The Java 2D API and its documentation are available for download as a part of JDK 6. Java 2D API classes are organised into the following packages in JDK 6:

Basic concepts

These objects are a necessary part of every Java 2D drawing operation.

Shapes

A shape in Java 2D is a boundary which defines an inside and an outside. Pixels inside the shape are affected by the drawing operation, those outside are not.

Trying to fill a straight line segment will result in no pixels being affected, as such a shape does not contain any pixels itself. Instead, a thin rectangle must be used so that the shape contains some pixels.

Paints

A paint generates the colors to be used for each pixel of the fill operation. The simplest paint is java.awt.Color , which generates the same color for all pixels. More complicated paints may produce gradients, images, or indeed any combination of colors. Filling a circular shape using the color yellow results in a solid yellow circle, while filling the same circular shape using a paint that generates an image produces a circular cutout of the image.

Composites

During any drawing operation, there is a source (the pixels being produced by the paint) and a destination (the pixels already onscreen). Normally, the source pixels simply overwrite the destination pixels, but the composite allows this behavior to be changed.

The composite, given the source and destination pixels, produces the final result that ultimately ends up onscreen. The most common composite is java.awt.AlphaComposite , which can treat the pixels being drawn as partially transparent, so that the destination pixels show through to some degree.

Filling

To fill a shape, the first step is to identify which pixels fall inside the shape.
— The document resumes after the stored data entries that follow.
//! One tile of a structured Cartesian mesh.
//!
//! A [`Grid`] owns the conservative cell states and (with `mhd`) the three
//! face-centered magnetic field arrays for one subdomain, plus the index
//! geometry: active ranges, spacings, tile origin, and the six neighbor
//! identifiers used by the boundary exchange.

mod field;

pub use field::{Field3, ScalarField};

use crate::state::Gas;
use crate::{Real, NGHOST};

/// One tile of the computational domain, owned by one process.
///
/// Index layout: every decomposed direction (extent > 1) carries
/// [`NGHOST`] ghost zones on each side; `is..=ie` (and j, k analogues)
/// span the active zones. A direction with a single zone carries no
/// ghosts and collapses to index 0.
#[derive(Clone, Debug, PartialEq)]
pub struct Grid {
    /// Active zone counts.
    pub nx1: usize,
    pub nx2: usize,
    pub nx3: usize,
    /// Active index ranges (inclusive).
    pub is: usize,
    pub ie: usize,
    pub js: usize,
    pub je: usize,
    pub ks: usize,
    pub ke: usize,
    /// Cell spacings.
    pub dx1: Real,
    pub dx2: Real,
    pub dx3: Real,
    /// Physical position of the inner edge of the first active zone.
    pub x1_min: Real,
    pub x2_min: Real,
    pub x3_min: Real,
    /// Current time and step size.
    pub time: Real,
    pub dt: Real,
    /// Conservative cell states, ghost zones included.
    pub u: Field3<Gas>,
    /// Face-centered x1 field; `b1i[(k,j,i)]` sits on the -x1 face of
    /// cell `(i,j,k)`.
    #[cfg(feature = "mhd")]
    pub b1i: ScalarField,
    /// Face-centered x2 field on the -x2 face.
    #[cfg(feature = "mhd")]
    pub b2i: ScalarField,
    /// Face-centered x3 field on the -x3 face.
    #[cfg(feature = "mhd")]
    pub b3i: ScalarField,
    /// Neighbor tile ranks; `None` means the face is a physical boundary.
    pub lx1_id: Option<usize>,
    pub rx1_id: Option<usize>,
    pub lx2_id: Option<usize>,
    pub rx2_id: Option<usize>,
    pub lx3_id: Option<usize>,
    pub rx3_id: Option<usize>,
}

impl Grid {
    /// Create a tile with `nx = [nx1, nx2, nx3]` active zones, inner-edge
    /// origin `xmin`, and spacings `dx`. All states start at zero; all
    /// faces start as physical boundaries.
    pub fn new(nx: [usize; 3], xmin: [Real; 3], dx: [Real; 3]) -> Self {
        let [nx1, nx2, nx3] = nx;
        assert!(nx1 > 1, "the x1 direction must have at least two zones");
        let n1 = nx1 + 2 * NGHOST;
        let n2 = if nx2 > 1 { nx2 + 2 * NGHOST } else { 1 };
        let n3 = if nx3 > 1 { nx3 + 2 * NGHOST } else { 1 };
        let is = NGHOST;
        let js = if nx2 > 1 { NGHOST } else { 0 };
        let ks = if nx3 > 1 { NGHOST } else { 0 };
        Self {
            nx1,
            nx2,
            nx3,
            is,
            ie: is + nx1 - 1,
            js,
            je: js + nx2 - 1,
            ks,
            ke: ks + nx3 - 1,
            dx1: dx[0],
            dx2: dx[1],
            dx3: dx[2],
            x1_min: xmin[0],
            x2_min: xmin[1],
            x3_min: xmin[2],
            time: 0.0,
            dt: 0.0,
            u: Field3::new(n3, n2, n1),
            #[cfg(feature = "mhd")]
            b1i: Field3::new(n3, n2, n1),
            #[cfg(feature = "mhd")]
            b2i: Field3::new(n3, n2, n1),
            #[cfg(feature = "mhd")]
            b3i: Field3::new(n3, n2, n1),
            lx1_id: None,
            rx1_id: None,
            lx2_id: None,
            rx2_id: None,
            lx3_id: None,
            rx3_id: None,
        }
    }

    /// Whether the tile extends in x3.
    #[inline(always)]
    pub fn three_d(&self) -> bool {
        self.nx3 > 1
    }

    /// Cell-center position of zone `(i, j, k)`.
    #[inline]
    pub fn cc_pos(&self, i: usize, j: usize, k: usize) -> (Real, Real, Real) {
        (
            self.x1_min + (i as Real - self.is as Real + 0.5) * self.dx1,
            self.x2_min + (j as Real - self.js as Real + 0.5) * self.dx2,
            self.x3_min + (k as Real - self.ks as Real + 0.5) * self.dx3,
        )
    }

    /// Allocated array dimensions `(n3, n2, n1)`.
    pub fn dims(&self) -> (usize, usize, usize) {
        self.u.dims()
    }

    /// Initialize every zone (ghosts included) from a cell-center
    /// position function.
    pub fn init_with<F>(&mut self, f: F)
    where
        F: Fn(Real, Real, Real) -> Gas,
    {
        let (n3, n2, n1) = self.dims();
        for k in 0..n3 {
            for j in 0..n2 {
                for i in 0..n1 {
                    let (x1, x2, x3) = self.cc_pos(i, j, k);
                    self.u[(k, j, i)] = f(x1, x2, x3);
                }
            }
        }
    }

    /// Initialize the face-centered fields from functions evaluated at
    /// face centers; `f1(x1_face, x2_cc, x3_cc)` and analogues.
    #[cfg(feature = "mhd")]
    pub fn init_face_b<F1, F2, F3>(&mut self, f1: F1, f2: F2, f3: F3)
    where
        F1: Fn(Real, Real, Real) -> Real,
        F2: Fn(Real, Real, Real) -> Real,
        F3: Fn(Real, Real, Real) -> Real,
    {
        let (n3, n2, n1) = self.dims();
        for k in 0..n3 {
            for j in 0..n2 {
                for i in 0..n1 {
                    let (x1, x2, x3) = self.cc_pos(i, j, k);
                    let hd1 = 0.5 * self.dx1;
                    let hd2 = 0.5 * self.dx2;
                    let hd3 = 0.5 * self.dx3;
                    self.b1i[(k, j, i)] = f1(x1 - hd1, x2, x3);
                    self.b2i[(k, j, i)] = f2(x1, x2 - hd2, x3);
                    self.b3i[(k, j, i)] = if self.three_d() {
                        f3(x1, x2, x3 - hd3)
                    } else {
                        f3(x1, x2, x3)
                    };
                }
            }
        }
    }

    /// Set the cell-centered field to the average of the surrounding
    /// faces, establishing the cell/face consistency invariant. Call
    /// after initializing face fields.
    #[cfg(feature = "mhd")]
    pub fn sync_cell_b(&mut self) {
        let (n3, n2, n1) = self.dims();
        for k in 0..n3 {
            for j in 0..n2 {
                for i in 0..n1 {
                    let b1 = if i + 1 < n1 {
                        0.5 * (self.b1i[(k, j, i)] + self.b1i[(k, j, i + 1)])
                    } else {
                        self.b1i[(k, j, i)]
                    };
                    let b2 = if j + 1 < n2 {
                        0.5 * (self.b2i[(k, j, i)] + self.b2i[(k, j + 1, i)])
                    } else {
                        self.b2i[(k, j, i)]
                    };
                    let b3 = if self.three_d() && k + 1 < n3 {
                        0.5 * (self.b3i[(k, j, i)] + self.b3i[(k + 1, j, i)])
                    } else {
                        self.b3i[(k, j, i)]
                    };
                    let cell = &mut self.u[(k, j, i)];
                    cell.b1c = b1;
                    cell.b2c = b2;
                    cell.b3c = b3;
                }
            }
        }
    }
}

#[cfg(test)]
mod tests {
    use super::*;

    #[test]
    fn test_index_ranges_2d() {
        let g = Grid::new([8, 6, 1], [0.0, 0.0, 0.0], [0.1, 0.1, 1.0]);
        assert_eq!(g.is, NGHOST);
        assert_eq!(g.ie, NGHOST + 7);
        assert_eq!(g.js, NGHOST);
        assert_eq!(g.je, NGHOST + 5);
        assert_eq!(g.ks, 0);
        assert_eq!(g.ke, 0);
        assert!(!g.three_d());
        assert_eq!(g.dims(), (1, 6 + 2 * NGHOST, 8 + 2 * NGHOST));
    }

    #[test]
    fn test_cc_pos_centers() {
        let g = Grid::new([4, 4, 1], [0.0, -1.0, 0.0], [0.25, 0.5, 1.0]);
        let (x1, x2, _x3) = g.cc_pos(g.is, g.js, g.ks);
        assert!((x1 - 0.125).abs() < 1e-14);
        assert!((x2 + 0.75).abs() < 1e-14);
        let (x1e, _, _) = g.cc_pos(g.ie, g.js, g.ks);
        assert!((x1e - (1.0 - 0.125)).abs() < 1e-14);
    }

    #[test]
    fn test_init_with_fills_ghosts() {
        let mut g = Grid::new([4, 4, 1], [0.0, 0.0, 0.0], [0.25, 0.25, 1.0]);
        g.init_with(|x1, _x2, _x3| Gas {
            d: 1.0 + x1,
            ..Gas::default()
        });
        // Ghost zone left of the active region got a (negative-x) value.
        let ghost = g.u[(0, g.js, g.is - 1)];
        assert!(ghost.d < 1.0);
    }

    #[cfg(feature = "mhd")]
    #[test]
    fn test_sync_cell_b_consistency() {
        let mut g = Grid::new([4, 4, 1], [0.0, 0.0, 0.0], [0.25, 0.25, 1.0]);
        g.init_face_b(
            |x1, _, _| x1,
            |_, x2, _| 2.0 * x2,
            |_, _, _| 0.0,
        );
        g.sync_cell_b();
        for j in g.js..=g.je {
            for i in g.is..=g.ie {
                let c = g.u[(0, j, i)];
                let want1 = 0.5 * (g.b1i[(0, j, i)] + g.b1i[(0, j, i + 1)]);
                let want2 = 0.5 * (g.b2i[(0, j, i)] + g.b2i[(0, j + 1, i)]);
                assert_eq!(c.b1c, want1);
                assert_eq!(c.b2c, want2);
            }
        }
    }
}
These pixels will be affected by the fill operation. Pixels that are partially inside and partially outside the shape may be affected to a lesser degree if anti-aliasing is enabled.

The paint is then asked to generate a color for each of the pixels to be painted. In the common case of a solid-color fill, each pixel will be set to the same color.

The composite takes the pixels generated by the paint and combines them with the pixels already onscreen to produce the final result.

Advanced objects

These objects can be viewed as performing their duties in terms of the simpler objects described above.

Transform

Every Java 2D operation is subject to a transform, so that shapes may be translated, rotated, sheared, and scaled as they are drawn. The active transform is most often the identity transform, which does nothing.

Filling using a transform can be viewed as simply creating a new, transformed shape and then filling that shape.

Stroke

In addition to the fill operation, Java 2D provides a draw operation. While fill draws the interior of a shape, draw draws its outline. The outline can be as simple as a thin line, or as complicated as a dashed line with each dash having rounded edges.

The object responsible for generating the outline is the stroke. Given an input shape, the stroke produces a new shape representing its outline. For instance, an infinitely thin line segment (with no interior) might be stroked into a one-pixel-wide rectangle.

A draw operation can therefore be described as creating a new, stroked object and then filling that object.

Technically speaking, the stroke is only required to accept an input shape and produce a new shape. The stroke implementation provided with Java 2D implements the outline rules described above, but a custom-written stroke could produce any shape it wished.

Optimizations

Conceptually, drawing a straight black line in Java 2D can be thought of as creating a line segment, transforming it according to the current transform, stroking it to create a thin rectangle, querying this shape to compute the pixels being affected, generating the pixels using java.awt.Color.BLACK , and then compositing the results onto the screen.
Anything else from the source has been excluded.